P5: 9:30-10:00, October 10 Main Hall
"Dealing with the complexity of a 'simple' eukaryotic cell"
Stephen G. Oliver
Faculty of Life Sciences, The University of Manchester, U.K.
http://www.ls.manchester.ac.uk/people/profile/index.asp?tb=0
Systems biology aims at taking a more synthetic or holistic approach to deciphering the workings of living organisms. Although the ultimate aim is to construct mathematical models of complete cells or organisms that have both explanatory and predictive power, we are some way from achieving such global syntheses and we need a principled way of reducing the complexity of the problem. Accordingly, we require a top-down strategy to provide an initial coarse-grained model of the cell, and a bottom-up strategy in which individual sub-systems are modeled.
Metabolic Control Analysis (MCA) is a conceptual and mathematical formalism that models the relative contributions of individual effectors in a pathway to both the flux through the pathway and the concentrations of individual intermediates within it. To exploit MCA in an initial top-down systems analysis of the eukaryotic cell, two categories of experiments are required. In category 1 experiments, flux is changed and the impact on the levels of the direct and indirect products of gene action is measured. We have measured the impact of changing the flux on the transcriptome, proteome, and metabolome of Saccharomyces cerevisiae. In this whole-cell analysis, flux equates to growth rate. In category 2 experiments, the levels of individual gene products are altered, and the impact on the flux is measured. We have used competition analyses between the complete set of heterozygous yeast deletion mutants to reveal genes encoding proteins with high flux control coefficients.

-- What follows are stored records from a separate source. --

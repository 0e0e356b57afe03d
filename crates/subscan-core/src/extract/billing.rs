//! Billing cycle extraction
//!
//! Explicit intervals ("every 2 months") are checked first, then cycle
//! keywords, then price shorthand ("/mo", "per year"). A bare "subscription
//! payment" with no interval marker is read as monthly at low confidence.

use once_cell::sync::Lazy;
use regex::{Captures, Regex};
use tracing::debug;

use crate::models::{BillingCycle, BillingCycleMatch};
use crate::models::BillingCycle::{Biannual, Monthly, Quarterly, Weekly, Yearly};

/// How a rule turns its match into a cycle
#[derive(Debug, Clone, Copy)]
enum CycleFrom {
    Fixed(BillingCycle),
    /// Read `n` and `unit` captures ("every 2 months")
    Interval,
}

struct CycleRule {
    name: &'static str,
    regex: Regex,
    confidence: f64,
    cycle: CycleFrom,
}

impl CycleRule {
    fn new(name: &'static str, pattern: &str, confidence: f64, cycle: CycleFrom) -> Self {
        let regex = Regex::new(pattern).expect("valid regex");
        Self {
            name,
            regex,
            confidence,
            cycle,
        }
    }

    fn build(&self, caps: &Captures) -> Option<BillingCycleMatch> {
        match self.cycle {
            CycleFrom::Fixed(cycle) => Some(BillingCycleMatch::named(cycle, self.confidence)),
            CycleFrom::Interval => every_n(caps, self.confidence),
        }
    }
}

/// "every N months" / "every N years" / "every week"
fn every_n(caps: &Captures, confidence: f64) -> Option<BillingCycleMatch> {
    let n: u32 = match caps.name("n") {
        Some(m) => parse_count(m.as_str())?,
        None => 1,
    };
    if n == 0 {
        return None;
    }

    let unit = caps.name("unit")?.as_str().to_lowercase();
    let months = if unit.starts_with("month") {
        n
    } else if unit.starts_with("year") {
        n.checked_mul(12)?
    } else if unit.starts_with("quarter") {
        n.checked_mul(3)?
    } else if unit.starts_with("week") {
        // Only a single week has a named cycle
        return (n == 1).then(|| BillingCycleMatch::named(Weekly, confidence));
    } else {
        return None;
    };

    Some(BillingCycleMatch::every_months(months, confidence))
}

/// Number written as digits or a small English word
fn parse_count(raw: &str) -> Option<u32> {
    if let Ok(n) = raw.parse::<u32>() {
        return Some(n);
    }
    let n = match raw.to_lowercase().as_str() {
        "one" => 1,
        "two" => 2,
        "three" => 3,
        "four" => 4,
        "five" => 5,
        "six" => 6,
        "seven" => 7,
        "eight" => 8,
        "nine" => 9,
        "ten" => 10,
        "eleven" => 11,
        "twelve" => 12,
        _ => return None,
    };
    Some(n)
}

const COUNT: &str = r"(?P<n>\d{1,3}|one|two|three|four|five|six|seven|eight|nine|ten|eleven|twelve)";

static RULES: Lazy<Vec<CycleRule>> = Lazy::new(|| {
    vec![
        CycleRule::new(
            "every_n_units",
            &format!(r"(?i)\bevery\s+{}\s+(?P<unit>months?|years?|quarters?|weeks?)\b", COUNT),
            0.92,
            CycleFrom::Interval,
        ),
        CycleRule::new(
            "every_unit",
            r"(?i)\bevery\s+(?P<unit>month|year|quarter|week)\b",
            0.9,
            CycleFrom::Interval,
        ),
        CycleRule::new(
            "biannual",
            r"(?i)\b(?:bi-?annual(?:ly)?|semi-?annual(?:ly)?|half-?yearly|twice\s+a\s+year)\b",
            0.9,
            CycleFrom::Fixed(Biannual),
        ),
        CycleRule::new("quarterly", r"(?i)\bquarterly\b", 0.9, CycleFrom::Fixed(Quarterly)),
        CycleRule::new("monthly", r"(?i)\bmonthly\b", 0.9, CycleFrom::Fixed(Monthly)),
        CycleRule::new(
            "yearly",
            r"(?i)\b(?:yearly|annual|annually)\b",
            0.9,
            CycleFrom::Fixed(Yearly),
        ),
        CycleRule::new(
            "weekly",
            r"(?i)(?:^|[^\w-])weekly\b",
            0.9,
            CycleFrom::Fixed(Weekly),
        ),
        CycleRule::new(
            "month_shorthand",
            r"(?i)(?:/\s?(?:mo|mth|month)\b|\b(?:per|a|each)\s+month\b|\bp/m\b)",
            0.85,
            CycleFrom::Fixed(Monthly),
        ),
        CycleRule::new(
            "year_shorthand",
            r"(?i)(?:/\s?(?:yr|year)\b|\b(?:per|a|each)\s+year\b|\bp/a\b)",
            0.85,
            CycleFrom::Fixed(Yearly),
        ),
        CycleRule::new(
            "week_shorthand",
            r"(?i)(?:/\s?(?:wk|week)\b|\b(?:per|a|each)\s+week\b)",
            0.85,
            CycleFrom::Fixed(Weekly),
        ),
        CycleRule::new(
            "quarter_shorthand",
            r"(?i)(?:/\s?(?:qtr|quarter)\b|\b(?:per|a|each)\s+quarter\b)",
            0.85,
            CycleFrom::Fixed(Quarterly),
        ),
        CycleRule::new(
            "subscription_context",
            r"(?i)\b(?:subscription|membership)\s+(?:payment|renewal|fee|charge)\b|\b(?:subscription|membership)\b.{0,40}\brenew(?:s|ed|al)?\b",
            0.5,
            CycleFrom::Fixed(Monthly),
        ),
    ]
});

/// Infer the recurring billing interval from message text
pub fn extract_billing_cycle(text: &str) -> Option<BillingCycleMatch> {
    for rule in RULES.iter() {
        let found = rule
            .regex
            .captures_iter(text)
            .find_map(|caps| rule.build(&caps));

        if let Some(found) = found {
            debug!(
                "Billing cycle {} via {} (confidence {:.2})",
                found.cycle, rule.name, found.confidence
            );
            return Some(found);
        }
    }
    None
}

For the bottom-up approach, the initial problem is one of systems identification. While a lot of time is currently spent debating the question “What is Systems Biology?”, why (in an organism where we know so much about its biochemistry, physiology, and cell biology as S. cerevisiae) should it be a problem to identify the biological sub-systems that must be fully characterised and built into a comprehensive model of the eukaryotic cell? This problem arises because we have previously studied these biological systems in isolation and in a rigorously reductionist fashion. Now, we must study them as parts of an integrated whole. The problem is that our current view of, say, a metabolic or signal transduction pathway is often two-dimensional (rather than four-dimensional) and is frequently poorly integrated, if at all, with other cellular pathways. Thus our view of the network of metabolic pathways may not be the same as the yeast’s. In order to gain a “yeast’s eye view”, we have coupled flux balance analysis with both metabolomics and genetics. Although the initial aim of these approaches is the identification of the ‘natural’ metabolic systems of yeast, the principles involved should be more widely applicable to the problem of biological systems identification.